### Recorded information
//! Bit-banged 1-Wire bus master over an open-drain GPIO.
//!
//! Timings follow the Maxim standard-speed slot table.  Read slots are
//! time critical (the sample point is 15 µs after the falling edge), so
//! each one runs with interrupts masked.

use embedded_hal::delay::DelayNs;
use embedded_hal::digital::{InputPin, OutputPin};
use heapless::Vec;

use super::interrupt_free;
use crate::error::SensorError;

pub const SEARCH_ROM: u8 = 0xF0;
pub const MATCH_ROM: u8 = 0x55;
pub const SKIP_ROM: u8 = 0xCC;

/// Upper bound on devices a search will collect.
pub const MAX_DEVICES: usize = 4;

/// 64-bit ROM code (family, serial, CRC), least significant byte first.
#[derive(Debug, Clone, Copy, PartialEq, Eq, PartialOrd, Ord)]
pub struct Address(pub u64);

impl Address {
    pub fn family(&self) -> u8 {
        self.0.to_le_bytes()[0]
    }
}

/// Dallas/Maxim CRC-8 (x⁸ + x⁵ + x⁴ + 1, reflected).
pub fn crc8(data: &[u8]) -> u8 {
    let mut crc = 0u8;
    for &byte in data {
        let mut b = byte;
        for _ in 0..8 {
            let mix = (crc ^ b) & 0x01;
            crc >>= 1;
            if mix != 0 {
                crc ^= 0x8C;
            }
            b >>= 1;
        }
    }
    crc
}

pub struct OneWire<P> {
    pin: P,
}

impl<P: InputPin + OutputPin> OneWire<P> {
    /// `pin` must be configured open-drain with an external pull-up.
    pub fn new(pin: P) -> Self {
        Self { pin }
    }

    fn release(&mut self) -> Result<(), SensorError> {
        self.pin.set_high().map_err(|_| SensorError::BusFault)
    }

    fn pull_low(&mut self) -> Result<(), SensorError> {
        self.pin.set_low().map_err(|_| SensorError::BusFault)
    }

    fn is_high(&mut self) -> Result<bool, SensorError> {
        self.pin.is_high().map_err(|_| SensorError::BusFault)
    }

    /// Reset pulse.  `Err(Disconnected)` when no device answers with a
    /// presence pulse.
    pub fn reset(&mut self, delay: &mut impl DelayNs) -> Result<(), SensorError> {
        // The pull-up must have the line high before we start.
        let mut retries = 125;
        while !self.is_high()? {
            if retries == 0 {
                return Err(SensorError::BusFault);
            }
            retries -= 1;
            delay.delay_us(2);
        }

        self.pull_low()?;
        delay.delay_us(480);
        self.release()?;
        delay.delay_us(70);
        let present = !self.is_high()?;
        delay.delay_us(410);

        if present {
            Ok(())
        } else {
            Err(SensorError::Disconnected)
        }
    }

    pub fn write_bit(&mut self, bit: bool, delay: &mut impl DelayNs) -> Result<(), SensorError> {
        let (low_us, recovery_us) = if bit { (10, 55) } else { (65, 5) };
        self.pull_low()?;
        delay.delay_us(low_us);
        self.release()?;
        delay.delay_us(recovery_us);
        Ok(())
    }

    pub fn read_bit(&mut self, delay: &mut impl DelayNs) -> Result<bool, SensorError> {
        let bit = interrupt_free(|| -> Result<bool, SensorError> {
            self.pull_low()?;
            delay.delay_us(3);
            self.release()?;
            delay.delay_us(10);
            self.is_high()
        })?;
        delay.delay_us(53);
        Ok(bit)
    }

    pub fn write_byte(&mut self, byte: u8, delay: &mut impl DelayNs) -> Result<(), SensorError> {
        for i in 0..8 {
            self.write_bit((byte >> i) & 1 == 1, delay)?;
        }
        Ok(())
    }

    pub fn read_byte(&mut self, delay: &mut impl DelayNs) -> Result<u8, SensorError> {
        let mut byte = 0;
        for i in 0..8 {
            if self.read_bit(delay)? {
                byte |= 1 << i;
            }
        }
        Ok(byte)
    }

    /// Reset, address one device (or all with `None`), send `command`.
    pub fn send_command(
        &mut self,
        address: Option<Address>,
        command: u8,
        delay: &mut impl DelayNs,
    ) -> Result<(), SensorError> {
        self.reset(delay)?;
        match address {
            Some(a) => {
                self.write_byte(MATCH_ROM, delay)?;
                for b in a.0.to_le_bytes() {
                    self.write_byte(b, delay)?;
                }
            }
            None => self.write_byte(SKIP_ROM, delay)?,
        }
        self.write_byte(command, delay)
    }

    /// Enumerate ROM codes on the bus (Maxim application note 187), sorted
    /// so the order is stable across boots.
    pub fn search(
        &mut self,
        delay: &mut impl DelayNs,
    ) -> Result<Vec<Address, MAX_DEVICES>, SensorError> {
        let mut found: Vec<Address, MAX_DEVICES> = Vec::new();
        let mut rom = [0u8; 8];
        let mut last_discrepancy = 0u8;

        'search: loop {
            self.reset(delay)?;
            self.write_byte(SEARCH_ROM, delay)?;

            let mut last_zero = 0u8;
            for bit_number in 1..=64u8 {
                let byte = usize::from((bit_number - 1) / 8);
                let mask = 1u8 << ((bit_number - 1) % 8);

                let id_bit = self.read_bit(delay)?;
                let cmp_bit = self.read_bit(delay)?;
                if id_bit && cmp_bit {
                    // No device answered this slot.
                    break 'search;
                }

                let direction = if id_bit != cmp_bit {
                    id_bit
                } else if bit_number < last_discrepancy {
                    rom[byte] & mask != 0
                } else {
                    bit_number == last_discrepancy
                };
                if id_bit == cmp_bit && !direction {
                    last_zero = bit_number;
                }

                if direction {
                    rom[byte] |= mask;
                } else {
                    rom[byte] &= !mask;
                }
                self.write_bit(direction, delay)?;
            }

            if crc8(&rom) != 0 {
                return Err(SensorError::ChecksumMismatch);
            }
            if found.push(Address(u64::from_le_bytes(rom))).is_err() {
                break;
            }
            last_discrepancy = last_zero;
            if last_discrepancy == 0 {
                break;
            }
        }

        found.sort_unstable();
        Ok(found)
    }
}
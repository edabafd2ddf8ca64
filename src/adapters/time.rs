//! ESP32 time adapter.
//!
//! Monotonic millisecond clock feeding every deadline in the engine, and
//! the microsecond source the DHT22 driver times its pulses with.
//!
//! - **`target_os = "espidf"`**: wraps `esp_timer_get_time()` from the
//!   ESP-IDF high-resolution timer (microsecond precision, monotonic).
//! - **`not(target_os = "espidf")`**: uses `std::time::Instant` for
//!   host-side simulation.

use crate::drivers::dht22::MicrosClock;
use crate::scheduler::Millis;

pub struct Esp32TimeAdapter {
    #[cfg(not(target_os = "espidf"))]
    start: std::time::Instant,
}

impl Default for Esp32TimeAdapter {
    fn default() -> Self {
        Self::new()
    }
}

impl Esp32TimeAdapter {
    pub fn new() -> Self {
        Self {
            #[cfg(not(target_os = "espidf"))]
            start: std::time::Instant::now(),
        }
    }

    /// Microseconds since boot (monotonic).
    #[cfg(target_os = "espidf")]
    pub fn uptime_us(&self) -> u64 {
        (unsafe { esp_idf_svc::sys::esp_timer_get_time() }) as u64
    }

    /// Microseconds since boot (monotonic).
    #[cfg(not(target_os = "espidf"))]
    pub fn uptime_us(&self) -> u64 {
        self.start.elapsed().as_micros() as u64
    }

    /// Milliseconds since boot (monotonic).
    pub fn uptime_ms(&self) -> Millis {
        self.uptime_us() / 1_000
    }
}

impl MicrosClock for Esp32TimeAdapter {
    fn now_us(&self) -> u64 {
        self.uptime_us()
    }
}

### Problem statement
Return each entry without altering a single word.

### Result
//! Bit-banged 1-Wire bus master over an open-drain GPIO.
//!
//! Timings follow the Maxim standard-speed slot table.  Read slots are
//! time critical (the sample point is 15 µs after the falling edge), so
//! each one runs with interrupts masked.

use embedded_hal::delay::DelayNs;
use embedded_hal::digital::{InputPin, OutputPin};
use heapless::Vec;

use super::interrupt_free;
use crate::error::SensorError;

pub const SEARCH_ROM: u8 = 0xF0;
pub const MATCH_ROM: u8 = 0x55;
pub const SKIP_ROM: u8 = 0xCC;

/// Upper bound on devices a search will collect.
pub const MAX_DEVICES: usize = 4;

/// 64-bit ROM code (family, serial, CRC), least significant byte first.
#[derive(Debug, Clone, Copy, PartialEq, Eq, PartialOrd, Ord)]
pub struct Address(pub u64);

impl Address {
    pub fn family(&self) -> u8 {
        self.0.to_le_bytes()[0]
    }
}

/// Dallas/Maxim CRC-8 (x⁸ + x⁵ + x⁴ + 1, reflected).
pub fn crc8(data: &[u8]) -> u8 {
    let mut crc = 0u8;
    for &byte in data {
        let mut b = byte;
        for _ in 0..8 {
            let mix = (crc ^ b) & 0x01;
            crc >>= 1;
            if mix != 0 {
                crc ^= 0x8C;
            }
            b >>= 1;
        }
    }
    crc
}

pub struct OneWire<P> {
    pin: P,
}

impl<P: InputPin + OutputPin> OneWire<P> {
    /// `pin` must be configured open-drain with an external pull-up.
    pub fn new(pin: P) -> Self {
        Self { pin }
    }

    fn release(&mut self) -> Result<(), SensorError> {
        self.pin.set_high().map_err(|_| SensorError::BusFault)
    }

    fn pull_low(&mut self) -> Result<(), SensorError> {
        self.pin.set_low().map_err(|_| SensorError::BusFault)
    }

    fn is_high(&mut self) -> Result<bool, SensorError> {
        self.pin.is_high().map_err(|_| SensorError::BusFault)
    }

    /// Reset pulse.  `Err(Disconnected)` when no device answers with a
    /// presence pulse.
    pub fn reset(&mut self, delay: &mut impl DelayNs) -> Result<(), SensorError> {
        // The pull-up must have the line high before we start.
        let mut retries = 125;
        while !self.is_high()? {
            if retries == 0 {
                return Err(SensorError::BusFault);
            }
            retries -= 1;
            delay.delay_us(2);
        }

        self.pull_low()?;
        delay.delay_us(480);
        self.release()?;
        delay.delay_us(70);
        let present = !self.is_high()?;
        delay.delay_us(410);

        if present {
            Ok(())
        } else {
            Err(SensorError::Disconnected)
        }
    }

    pub fn write_bit(&mut self, bit: bool, delay: &mut impl DelayNs) -> Result<(), SensorError> {
        let (low_us, recovery_us) = if bit { (10, 55) } else { (65, 5) };
        self.pull_low()?;
        delay.delay_us(low_us);
        self.release()?;
        delay.delay_us(recovery_us);
        Ok(())
    }

    pub fn read_bit(&mut self, delay: &mut impl DelayNs) -> Result<bool, SensorError> {
        let bit = interrupt_free(|| -> Result<bool, SensorError> {
            self.pull_low()?;
            delay.delay_us(3);
            self.release()?;
            delay.delay_us(10);
            self.is_high()
        })?;
        delay.delay_us(53);
        Ok(bit)
    }

    pub fn write_byte(&mut self, byte: u8, delay: &mut impl DelayNs) -> Result<(), SensorError> {
        for i in 0..8 {
            self.write_bit((byte >> i) & 1 == 1, delay)?;
        }
        Ok(())
    }

    pub fn read_byte(&mut self, delay: &mut impl DelayNs) -> Result<u8, SensorError> {
        let mut byte = 0;
        for i in 0..8 {
            if self.read_bit(delay)? {
                byte |= 1 << i;
            }
        }
        Ok(byte)
    }

    /// Reset, address one device (or all with `None`), send `command`.
    pub fn send_command(
        &mut self,
        address: Option<Address>,
        command: u8,
        delay: &mut impl DelayNs,
    ) -> Result<(), SensorError> {
        self.reset(delay)?;
        match address {
            Some(a) => {
                self.write_byte(MATCH_ROM, delay)?;
                for b in a.0.to_le_bytes() {
                    self.write_byte(b, delay)?;
                }
            }
            None => self.write_byte(SKIP_ROM, delay)?,
        }
        self.write_byte(command, delay)
    }

    /// Enumerate ROM codes on the bus (Maxim application note 187), sorted
    /// so the order is stable across boots.
    pub fn search(
        &mut self,
        delay: &mut impl DelayNs,
    ) -> Result<Vec<Address, MAX_DEVICES>, SensorError> {
        let mut found: Vec<Address, MAX_DEVICES> = Vec::new();
        let mut rom = [0u8; 8];
        let mut last_discrepancy = 0u8;

        'search: loop {
            self.reset(delay)?;
            self.write_byte(SEARCH_ROM, delay)?;

            let mut last_zero = 0u8;
            for bit_number in 1..=64u8 {
                let byte = usize::from((bit_number - 1) / 8);
                let mask = 1u8 << ((bit_number - 1) % 8);

                let id_bit = self.read_bit(delay)?;
                let cmp_bit = self.read_bit(delay)?;
                if id_bit && cmp_bit {
                    // No device answered this slot.
                    break 'search;
                }

                let direction = if id_bit != cmp_bit {
                    id_bit
                } else if bit_number < last_discrepancy {
                    rom[byte] & mask != 0
                } else {
                    bit_number == last_discrepancy
                };
                if id_bit == cmp_bit && !direction {
                    last_zero = bit_number;
                }

                if direction {
                    rom[byte] |= mask;
                } else {
                    rom[byte] &= !mask;
                }
                self.write_bit(direction, delay)?;
            }

            if crc8(&rom) != 0 {
                return Err(SensorError::ChecksumMismatch);
            }
            if found.push(Address(u64::from_le_bytes(rom))).is_err() {
                break;
            }
            last_discrepancy = last_zero;
            if last_discrepancy == 0 {
                break;
            }
        }

        found.sort_unstable();
        Ok(found)
    }
}
repository edabafd2ddf8ca64
filename src/adapters/time.rs
//! ESP32 time adapter.
//!
//! Monotonic millisecond clock feeding every deadline in the engine, and
//! the microsecond source the DHT22 driver times its pulses with.
//!
//! - **`target_os = "espidf"`**: wraps `esp_timer_get_time()` from the
//!   ESP-IDF high-resolution timer (microsecond precision, monotonic).
//! - **`not(target_os = "espidf")`**: uses `std::time::Instant` for
//!   host-side simulation.

use crate::drivers::dht22::MicrosClock;
use crate::scheduler::Millis;

pub struct Esp32TimeAdapter {
    #[cfg(not(target_os = "espidf"))]
    start: std::time::Instant,
}

impl Default for Esp32TimeAdapter {
    fn default() -> Self {
        Self::new()
    }
}

impl Esp32TimeAdapter {
    pub fn new() -> Self {
        Self {
            #[cfg(not(target_os = "espidf"))]
            start: std::time::Instant::now(),
        }
    }

    /// Microseconds since boot (monotonic).
    #[cfg(target_os = "espidf")]
    pub fn uptime_us(&self) -> u64 {
        (unsafe { esp_idf_svc::sys::esp_timer_get_time() }) as u64
    }

    /// Microseconds since boot (monotonic).
    #[cfg(not(target_os = "espidf"))]
    pub fn uptime_us(&self) -> u64 {
        self.start.elapsed().as_micros() as u64
    }

    /// Milliseconds since boot (monotonic).
    pub fn uptime_ms(&self) -> Millis {
        self.uptime_us() / 1_000
    }
}

impl MicrosClock for Esp32TimeAdapter {
    fn now_us(&self) -> u64 {
        self.uptime_us()
    }
}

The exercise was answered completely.